** Material shown follows **

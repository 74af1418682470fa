//! Error kinds returned by this crate.
//!
//! These map directly onto the four kinds in the parser's error design:
//! a malformed packet, a failure to read the underlying stream, a
//! failure to write to a copy sink, and a packet type that is
//! recognized as a valid code but has no decoder (reserved for future
//! extension, distinct from the ordinary "skip unknown types" path in
//! the dispatcher).

use std::fmt;
use thiserror::Error;

use crate::packet::Tag;

/// Errors returned by this crate.
#[derive(Error, Debug)]
pub enum Error {
    /// A structural violation: a bad CTB, a short body, a disallowed
    /// version, a bad S2K mode, and so on.
    #[error("invalid packet{}: {1}", tag_suffix(.0))]
    InvalidPacket(Option<Tag>, String),

    /// The underlying `ByteSource` failed or ran out of data mid-body.
    #[error("read error: {0}")]
    ReadError(std::io::Error),

    /// The copy sink failed while being written to.
    #[error("write error: {0}")]
    WriteError(std::io::Error),

    /// The packet type is a recognized code but this crate has no
    /// decoder for it.
    #[error("unknown packet type: {0}")]
    UnknownPacket(u8),
}

fn tag_suffix(tag: &Option<Tag>) -> String {
    match tag {
        Some(t) => format!(" ({:?})", t),
        None => String::new(),
    }
}

impl Error {
    /// Shorthand for [`Error::InvalidPacket`] without a known tag.
    pub fn invalid(msg: impl fmt::Display) -> Self {
        Error::InvalidPacket(None, msg.to_string())
    }

    /// Shorthand for [`Error::InvalidPacket`] with a known tag.
    pub fn invalid_in(tag: Tag, msg: impl fmt::Display) -> Self {
        Error::InvalidPacket(Some(tag), msg.to_string())
    }
}

impl From<std::io::Error> for Error {
    fn from(e: std::io::Error) -> Self {
        Error::ReadError(e)
    }
}

/// This crate's result specialization.
pub type Result<T> = std::result::Result<T, Error>;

** End of Material shown **

> [The problem]: Reproduce every record above exactly as it appears.

> [Exercise result]:
repository 74af1418682470fa
//! Error kinds returned by this crate.
//!
//! These map directly onto the four kinds in the parser's error design:
//! a malformed packet, a failure to read the underlying stream, a
//! failure to write to a copy sink, and a packet type that is
//! recognized as a valid code but has no decoder (reserved for future
//! extension, distinct from the ordinary "skip unknown types" path in
//! the dispatcher).

use std::fmt;
use thiserror::Error;

use crate::packet::Tag;

/// Errors returned by this crate.
#[derive(Error, Debug)]
pub enum Error {
    /// A structural violation: a bad CTB, a short body, a disallowed
    /// version, a bad S2K mode, and so on.
    #[error("invalid packet{}: {1}", tag_suffix(.0))]
    InvalidPacket(Option<Tag>, String),

    /// The underlying `ByteSource` failed or ran out of data mid-body.
    #[error("read error: {0}")]
    ReadError(std::io::Error),

    /// The copy sink failed while being written to.
    #[error("write error: {0}")]
    WriteError(std::io::Error),

    /// The packet type is a recognized code but this crate has no
    /// decoder for it.
    #[error("unknown packet type: {0}")]
    UnknownPacket(u8),
}

fn tag_suffix(tag: &Option<Tag>) -> String {
    match tag {
        Some(t) => format!(" ({:?})", t),
        None => String::new(),
    }
}

impl Error {
    /// Shorthand for [`Error::InvalidPacket`] without a known tag.
    pub fn invalid(msg: impl fmt::Display) -> Self {
        Error::InvalidPacket(None, msg.to_string())
    }

    /// Shorthand for [`Error::InvalidPacket`] with a known tag.
    pub fn invalid_in(tag: Tag, msg: impl fmt::Display) -> Self {
        Error::InvalidPacket(Some(tag), msg.to_string())
    }
}

impl From<std::io::Error> for Error {
    fn from(e: std::io::Error) -> Self {
        Error::ReadError(e)
    }
}

/// This crate's result specialization.
pub type Result<T> = std::result::Result<T, Error>;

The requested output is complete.